It sounds like you want something like this: https://github.com/facebookarchive/fbtracert We have an internal tool that works on generally similar principles, works pretty well. ( I have no relationship with Facebook; I just always remember their presos on UDPinger and FBTracert from my first NANOG meeting for whatever reason. :) ) On Sun, Nov 14, 2021 at 11:21 AM Adam Thompson <athompson@merlin.mb.ca> wrote:
The problem I'm looking to solve is the logical opposite, I think: I want to demonstrate that no links are malfunctioning in such a way that packets on a certain path are getting silently dropped. Which has some "proving a negative" aspects to it, unfortunately. I think the only way I can demonstrate it is to determine that every single multi-path/hashed-member link is working, which is... hard. Especially if I need to deal with the combinatoric explosion - I *think* I can skip that part. -Adam
Get Outlook for Android <https://aka.ms/AAb9ysg> ------------------------------ *From:* James Bensley <jwbensley+nanog@gmail.com> *Sent:* Sunday, November 14, 2021 5:29:25 AM *To:* Adam Thompson <athompson@merlin.mb.ca>; nanog <nanog@nanog.org> *Subject:* Re: Validating multi-path in production?
On Fri, 12 Nov 2021 at 16:54, Adam Thompson <athompson@merlin.mb.ca> wrote:
The best I've come up with so far is to have two test systems (typically VMs) that use adjacent IP addresses and adjacent MAC addresses, and test both inbound and outbound to/from those, blindly trusting/hoping that hashing algorithms will *probably* exercise both paths.
If the goal is to test that traffic *is* being distributed across multiple links based on traffic headers, then you can definable roll your own. I think the problem is orchestrating it (feeding your topology data into the tool, running the tool, getting the results out, and interpreting the results etc).
A coupe of public examples: https://github.com/facebookarchive/UdpPinger https://www.youtube.com/watch?v=PN-4JKjCAT0
If you do roll your own, you need to taylor the tests to your topology and your equipment. For example, you can have two VMs as you mentioned, each at opposite ends of the network. Then, if your network uses a 5-tuple for ECMP inside the core for example, you could send many flows between the two VMs, rotating the sauce port for example, to ensure all links in a LAG or all ECMP paths are used.
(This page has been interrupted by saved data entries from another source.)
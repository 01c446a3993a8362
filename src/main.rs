//! cardscan HTTP server entrypoint.
//!
//! Startup reads the reference catalog before the listener is bound, so a server that
//! accepts connections always has a full index behind it. `cardscan --health-check`
//! asks a running instance for `/healthz` and exits `0` when it answers, `1` otherwise.

use std::sync::Arc;
use std::time::{Duration, Instant};

use anyhow::Context;
use mimalloc::MiMalloc;
use tokio::net::TcpListener;
use tokio::signal;
use tracing_subscriber::EnvFilter;

use cardscan::cache::SessionCache;
use cardscan::catalog::{catalog_digest, load_catalog};
use cardscan::config::Config;
use cardscan::constants::is_published_bit_length;
use cardscan::gateway::{HandlerState, create_router_with_state};
use cardscan::index::{CatalogIndex, HashIndex, MemoizedIndex};
use cardscan::matcher::CardMatcher;

#[global_allocator]
static GLOBAL: MiMalloc = MiMalloc;

const HEALTH_CHECK_TIMEOUT: Duration = Duration::from_secs(1);

type ServerIndex = MemoizedIndex<CatalogIndex>;

#[tokio::main]
async fn main() -> anyhow::Result<()> {
    if std::env::args().skip(1).any(|arg| arg == "--health-check") {
        std::process::exit(health_check().await);
    }

    init_tracing();

    let config = Config::from_env()?;
    config.validate()?;

    let state = load_state(&config).await?;
    serve(&config, state).await?;

    tracing::info!("cardscan shutdown complete");
    Ok(())
}

fn init_tracing() {
    let filter = EnvFilter::try_from_default_env()
        .unwrap_or_else(|_| EnvFilter::new("cardscan=info,tower_http=info"));
    tracing_subscriber::fmt().with_env_filter(filter).init();
}

/// Reads the catalog, builds the configured index and wraps it for serving.
async fn load_state(config: &Config) -> anyhow::Result<HandlerState<ServerIndex>> {
    if !is_published_bit_length(config.bit_length) {
        tracing::warn!(
            bit_length = config.bit_length,
            "Bit length is not one of the published catalog widths (64, 256, 1024)"
        );
    }

    let started = Instant::now();
    let path = config.catalog_path.clone();
    let (kind, bit_length) = (config.index_kind, config.bit_length);

    // Parsing and trie construction are CPU bound; keep them off the async workers.
    let (index, digest) = tokio::task::spawn_blocking(move || -> anyhow::Result<_> {
        let items = load_catalog(&path, bit_length)
            .with_context(|| format!("loading catalog {}", path.display()))?;
        let digest = catalog_digest(&items);
        let index = CatalogIndex::build(kind, items, bit_length)
            .with_context(|| format!("building {kind} index"))?;
        Ok((index, digest))
    })
    .await??;

    tracing::info!(
        summary = %index.summary(),
        digest = %digest,
        elapsed_ms = started.elapsed().as_millis() as u64,
        "Catalog loaded"
    );

    let index = MemoizedIndex::new(index, config.query_memo_capacity);
    let matcher = CardMatcher::new(Arc::new(index), SessionCache::new(config.session_ttl))
        .with_top_n(config.top_n)
        .with_tolerance(config.effective_tolerance());

    Ok(HandlerState::new(Arc::new(matcher), digest))
}

async fn serve(config: &Config, state: HandlerState<ServerIndex>) -> anyhow::Result<()> {
    let addr = config.socket_addr();
    let listener = TcpListener::bind(addr)
        .await
        .with_context(|| format!("binding {addr}"))?;

    tracing::info!(
        addr = %addr,
        tolerance = config.effective_tolerance(),
        top_n = config.top_n,
        session_ttl_ms = config.session_ttl.as_millis() as u64,
        query_memo = config.query_memo_capacity,
        "Server listening"
    );

    axum::serve(listener, create_router_with_state(state))
        .with_graceful_shutdown(shutdown_signal())
        .await?;
    Ok(())
}

/// Runs on the server's own runtime; the process exits with the returned code.
async fn health_check() -> i32 {
    let url = match Config::from_env() {
        Ok(config) => config.health_check_url(),
        Err(e) => {
            eprintln!("cardscan health check: {e}");
            return 1;
        }
    };

    let client = match reqwest::Client::builder()
        .timeout(HEALTH_CHECK_TIMEOUT)
        .build()
    {
        Ok(client) => client,
        Err(e) => {
            eprintln!("cardscan health check: {e}");
            return 1;
        }
    };

    match client.get(&url).send().await {
        Ok(res) if res.status().is_success() => 0,
        Ok(res) => {
            eprintln!("cardscan health check: {url} returned {}", res.status());
            1
        }
        Err(e) => {
            eprintln!("cardscan health check: {url}: {e}");
            1
        }
    }
}

async fn shutdown_signal() {
    let ctrl_c = async {
        signal::ctrl_c()
            .await
            .expect("failed to install Ctrl+C handler");
    };

    #[cfg(unix)]
    let terminate = async {
        signal::unix::signal(signal::unix::SignalKind::terminate())
            .expect("failed to install SIGTERM handler")
            .recv()
            .await;
    };

    #[cfg(not(unix))]
    let terminate = std::future::pending::<()>();

    tokio::select! {
        _ = ctrl_c => {
            tracing::info!("Received Ctrl+C, initiating graceful shutdown");
        }
        _ = terminate => {
            tracing::info!("Received SIGTERM, initiating graceful shutdown");
        }
    }
}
It's tricky to know the hashing algo for every type of device you have in your network, and for each traffic type for each device type, if you have a multi vendor network. Also, if your network carries a mix of IPv4, IPv6, PPP, MPLS L3 VPNs, MPLS L2 VPNs, GRE, GTP, IPSEC, etc. The number of permutations of tests you need to run and the result sets you need to parse, grows very rapidly.
Cheers, James.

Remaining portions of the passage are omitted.